Fakat o saate kadar ne Sarıbay’dan ne genel merkezden ses seda çıkmıyor.
Ankara ile irtibata geçiliyor.
Yerel yönetimlerden sorumlu genel başkan yardımcısı Seyit Torun, Anaç’a istifa için çalıştığı kurumdan ek süre istemesini öneriyor.
Ki, bu ne kadar mümkün, siz de takdir edersiniz…
Bir şeylerin döndüğünü anlayan, kendisine olumlu ya da olumsuz dönüş yapmayan il başkanının bu tavrından sonra doğal olarak Mustafa Anaç istifa etmiyor.

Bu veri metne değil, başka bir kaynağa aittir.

#[cfg(test)]
mod tests {
    use super::*;

    fn state_with_scripts() -> WorkflowState {
        let mut state = WorkflowState::new(SessionId::new());
        StatePatch::new()
            .with(FieldValue::Scripts(vec!["a".into(), "b".into(), "c".into()]))
            .with(FieldValue::SelectedScriptIndex(1))
            .with(FieldValue::SelectedScript("b".into()))
            .with(FieldValue::Audio(AudioRef {
                uri: "offline://audio/1.mp3".into(),
                duration_secs: None,
            }))
            .apply_to(&mut state.artifacts);
        state
    }

    #[test]
    fn new_state_starts_at_scrape() {
        let state = WorkflowState::new(SessionId::new());
        assert_eq!(state.current_step, StepId::Scrape);
        assert!(state.iteration_count.is_empty());
        assert!(state.is_ready(StepId::Scrape));
        assert!(!state.is_ready(StepId::Analyze));
    }

    #[test]
    fn missing_prerequisites_in_table_order() {
        let state = WorkflowState::new(SessionId::new());
        assert_eq!(
            state.missing_prerequisites(StepId::GenerateVideo),
            vec![Field::SelectedAvatarId, Field::Audio]
        );
    }

    #[test]
    fn patch_applies_values() {
        let state = state_with_scripts();
        assert_eq!(state.artifacts.selected_script.as_deref(), Some("b"));
        assert!(state.is_ready(StepId::SelectAvatar));
    }

    #[test]
    fn invalidate_downstream_reports_cleared_fields() {
        let mut state = state_with_scripts();
        let cleared = state.invalidate_downstream(StepId::GenerateScripts);

        assert_eq!(
            cleared,
            vec![Field::SelectedScriptIndex, Field::SelectedScript, Field::Audio]
        );
        assert!(state.artifacts.scripts.is_some());
        assert!(state.artifacts.selected_script.is_none());
        assert!(state.artifacts.audio.is_none());
    }

    #[test]
    fn iteration_counting() {
        let mut state = WorkflowState::new(SessionId::new());
        assert_eq!(state.iterations(StepId::Analyze), 0);
        state.record_iteration(StepId::Analyze);
        state.record_iteration(StepId::Analyze);
        assert_eq!(state.iterations(StepId::Analyze), 2);
    }

    #[test]
    fn feedback_history_keeps_order() {
        let mut history = FeedbackHistory::default();
        history.push(FeedbackKind::ScriptRefinement, "shorter");
        history.push(FeedbackKind::ScriptRefinement, "punchier");
        assert_eq!(
            history.get(FeedbackKind::ScriptRefinement),
            ["shorter".to_string(), "punchier".to_string()]
        );
        assert!(history.get(FeedbackKind::Image).is_empty());
    }

    #[test]
    fn state_serializes_flat() {
        let mut state = state_with_scripts();
        state.record_iteration(StepId::GenerateScripts);
        state.feedback.push(FeedbackKind::Script, "funnier");

        let json = serde_json::to_value(&state).expect("serialize");
        assert_eq!(json["current_step"], "scrape");
        assert_eq!(json["selected_script_index"], 1);
        assert_eq!(json["script_feedback"][0], "funnier");
        assert_eq!(json["iteration_count"]["generate_scripts"], 1);
        assert!(json["product_data"].is_null());

        let parsed: WorkflowState = serde_json::from_value(json).expect("deserialize");
        assert_eq!(parsed, state);
    }
}
//! Error types for the integration crate.
//!
//! `CollaboratorError` carries only what the adapter knows about the failed
//! call. Which collaborator failed, and on behalf of which step, is added by
//! the workflow engine when it records the failure.

use std::fmt;

/// Errors from collaborator calls.
#[derive(Debug, Clone, PartialEq, Eq)]
pub enum CollaboratorError {
    /// The service could not be reached.
    Unavailable { reason: String },
    /// The service answered with a failure.
    RequestFailed { reason: String },
    /// The service answered but the response could not be understood.
    InvalidResponse { reason: String },
    /// The service refused the input.
    Rejected { reason: String },
    /// Rate limit exceeded.
    RateLimited { retry_after_secs: Option<u64> },
    /// No answer within the collaborator's deadline.
    Timeout { after_secs: u64 },
}

impl fmt::Display for CollaboratorError {
    fn fmt(&self, f: &mut fmt::Formatter<'_>) -> fmt::Result {
        match self {
            Self::Unavailable { reason } => write!(f, "service unavailable: {reason}"),
            Self::RequestFailed { reason } => write!(f, "request failed: {reason}"),
            Self::InvalidResponse { reason } => {
                write!(f, "could not parse response: {reason}")
            }
            Self::Rejected { reason } => write!(f, "input rejected: {reason}"),
            Self::RateLimited { retry_after_secs } => {
                if let Some(secs) = retry_after_secs {
                    write!(f, "rate limited, retry after {secs}s")
                } else {
                    write!(f, "rate limited")
                }
            }
            Self::Timeout { after_secs } => write!(f, "timed out after {after_secs}s"),
        }
    }
}

impl std::error::Error for CollaboratorError {}

#[cfg(test)]
mod tests {
    use super::*;

    #[test]
    fn timeout_display() {
        let err = CollaboratorError::Timeout { after_secs: 30 };
        assert_eq!(err.to_string(), "timed out after 30s");
    }

    #[test]
    fn rate_limited_display() {
        let err = CollaboratorError::RateLimited {
            retry_after_secs: Some(5),
        };
        assert!(err.to_string().contains("retry after 5s"));
        let err = CollaboratorError::RateLimited {
            retry_after_secs: None,
        };
        assert_eq!(err.to_string(), "rate limited");
    }

    #[test]
    fn request_failed_display() {
        let err = CollaboratorError::RequestFailed {
            reason: "HTTP 500".to_string(),
        };
        assert!(err.to_string().contains("HTTP 500"));
    }
}
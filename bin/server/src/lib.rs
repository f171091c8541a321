//! adpipe HTTP server.
//!
//! Exposes the workflow orchestrator as a JSON API under `/api/workflow`.

pub mod config;
pub mod error;
pub mod routes;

İstifa edip sonuç almak için uğraşabilirdi de fakat Anaç 2014'ten tecrübeli. Bu oyunu çabuk görüyor.
Sonra ortaya çıkıyor ki, Anaç’ın adaylığına Cengiz Sarıbay ve Gebze bölge milletvekili onay vermemiş.
Yani CHP genel merkezinin ve parti tabanının isteği yerine Cengiz Sarıbay ve bölge milletvekilinin dediği oluyor.

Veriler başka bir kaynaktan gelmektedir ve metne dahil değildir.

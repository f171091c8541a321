//! Message types for session transcripts.

use adpipe_core::MessageId;
use chrono::{DateTime, Utc};
use serde::{Deserialize, Serialize};

/// The role of a message sender.
#[derive(Debug, Clone, Copy, PartialEq, Eq, Serialize, Deserialize)]
#[serde(rename_all = "lowercase")]
pub enum MessageRole {
    /// Message typed by the user.
    User,
    /// Message produced by the pipeline.
    Agent,
}

/// A message in a session transcript.
#[derive(Debug, Clone, PartialEq, Serialize, Deserialize)]
pub struct Message {
    /// Unique message identifier.
    pub id: MessageId,
    /// Message role.
    pub role: MessageRole,
    /// Message content.
    pub content: String,
    /// When the message was created.
    pub timestamp: DateTime<Utc>,
}

impl Message {
    /// Creates a new message.
    #[must_use]
    pub fn new(role: MessageRole, content: impl Into<String>) -> Self {
        Self {
            id: MessageId::new(),
            role,
            content: content.into(),
            timestamp: Utc::now(),
        }
    }

    /// Creates a user message.
    #[must_use]
    pub fn user(content: impl Into<String>) -> Self {
        Self::new(MessageRole::User, content)
    }

    /// Creates an agent message.
    #[must_use]
    pub fn agent(content: impl Into<String>) -> Self {
        Self::new(MessageRole::Agent, content)
    }
}

/// An append-only, ordered sequence of messages.
#[derive(Debug, Clone, Default, PartialEq, Serialize, Deserialize)]
#[serde(transparent)]
pub struct Transcript(Vec<Message>);

impl Transcript {
    /// Creates an empty transcript.
    #[must_use]
    pub fn new() -> Self {
        Self(Vec::new())
    }

    /// Appends a message.
    pub fn push(&mut self, message: Message) {
        self.0.push(message);
    }

    /// Returns the number of messages.
    #[must_use]
    pub fn len(&self) -> usize {
        self.0.len()
    }

    /// Returns true if nothing has been said yet.
    #[must_use]
    pub fn is_empty(&self) -> bool {
        self.0.is_empty()
    }

    /// Returns the last message, if any.
    #[must_use]
    pub fn last(&self) -> Option<&Message> {
        self.0.last()
    }

    /// Returns the most recent message typed by the user.
    #[must_use]
    pub fn last_user_message(&self) -> Option<&Message> {
        self.0.iter().rev().find(|m| m.role == MessageRole::User)
    }

    /// Iterates over messages in order.
    pub fn iter(&self) -> impl Iterator<Item = &Message> {
        self.0.iter()
    }

    /// Returns the messages as a slice.
    #[must_use]
    pub fn as_slice(&self) -> &[Message] {
        &self.0
    }
}

#[cfg(test)]
mod tests {
    use super::*;

    #[test]
    fn message_constructors_set_role() {
        assert_eq!(Message::user("hi").role, MessageRole::User);
        assert_eq!(Message::agent("hello").role, MessageRole::Agent);
    }

    #[test]
    fn transcript_keeps_order() {
        let mut transcript = Transcript::new();
        transcript.push(Message::user("first"));
        transcript.push(Message::agent("second"));
        transcript.push(Message::user("third"));

        let contents: Vec<_> = transcript.iter().map(|m| m.content.as_str()).collect();
        assert_eq!(contents, ["first", "second", "third"]);
        assert_eq!(transcript.len(), 3);
    }

    #[test]
    fn last_user_message_skips_agent_replies() {
        let mut transcript = Transcript::new();
        transcript.push(Message::user("make it funnier"));
        transcript.push(Message::agent("Regenerated 3 scripts."));

        assert_eq!(
            transcript.last_user_message().map(|m| m.content.as_str()),
            Some("make it funnier")
        );
        assert_eq!(transcript.last().map(|m| m.role), Some(MessageRole::Agent));
    }

    #[test]
    fn role_serializes_lowercase() {
        let json = serde_json::to_string(&MessageRole::Agent).expect("serialize");
        assert_eq!(json, "\"agent\"");
    }

    #[test]
    fn transcript_serializes_as_array() {
        let mut transcript = Transcript::new();
        transcript.push(Message::user("Test"));

        let json = serde_json::to_value(&transcript).expect("serialize");
        assert!(json.is_array());

        let parsed: Transcript = serde_json::from_value(json).expect("deserialize");
        assert_eq!(parsed, transcript);
    }
}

Genel merkez yetkilileri” Mustafa Hocam örgüt karşınızda olduğu için bir şey yapamadık” diyor.
Örgüt dediği ise il başkanı ve milletvekili…
Sebebi nedir, bilinmiyor.
***
Ben de geçen yazımda bunu anlatmadım mı?
Sarıbay Mustafa Hoca’ya “Benim kafamdaki aday sen değilsin, iki dönemdir arkamda duran ilçe başkanı benim adayımdır” dese daha mertçe olmaz mıydı?
Niçin kıra kıra gidiyorlar?
Ne zaman kriz yönetmede başarılı olacaklar?
Ben bunları anlatmaya çalıştım.
Mustafa Hoca ile bu süreçte tek kelime konuşmadım.
Kendisi nazik ve ilkeli adamdır, bu konuları konuşmaktan hicap duyar.
Ben yaşananlara ortak olan pek çok yol arkadaşıyla, partilileriyle konuşmalarımdan sonra böyle bir yazı yazma ihtiyacı hissettim.
Derdim Sarıbay veya şu-bu değil!
Ne yaşandıysa onu yazmak ve tarihe not düşmek.
Yarın bir gün CHP Çayırova’da seçimi kaybederse ki umarım bu olmaz;
Açıp bu yazıyı okuyun diye.
Daha da detay isterseniz derinlere inebilirim.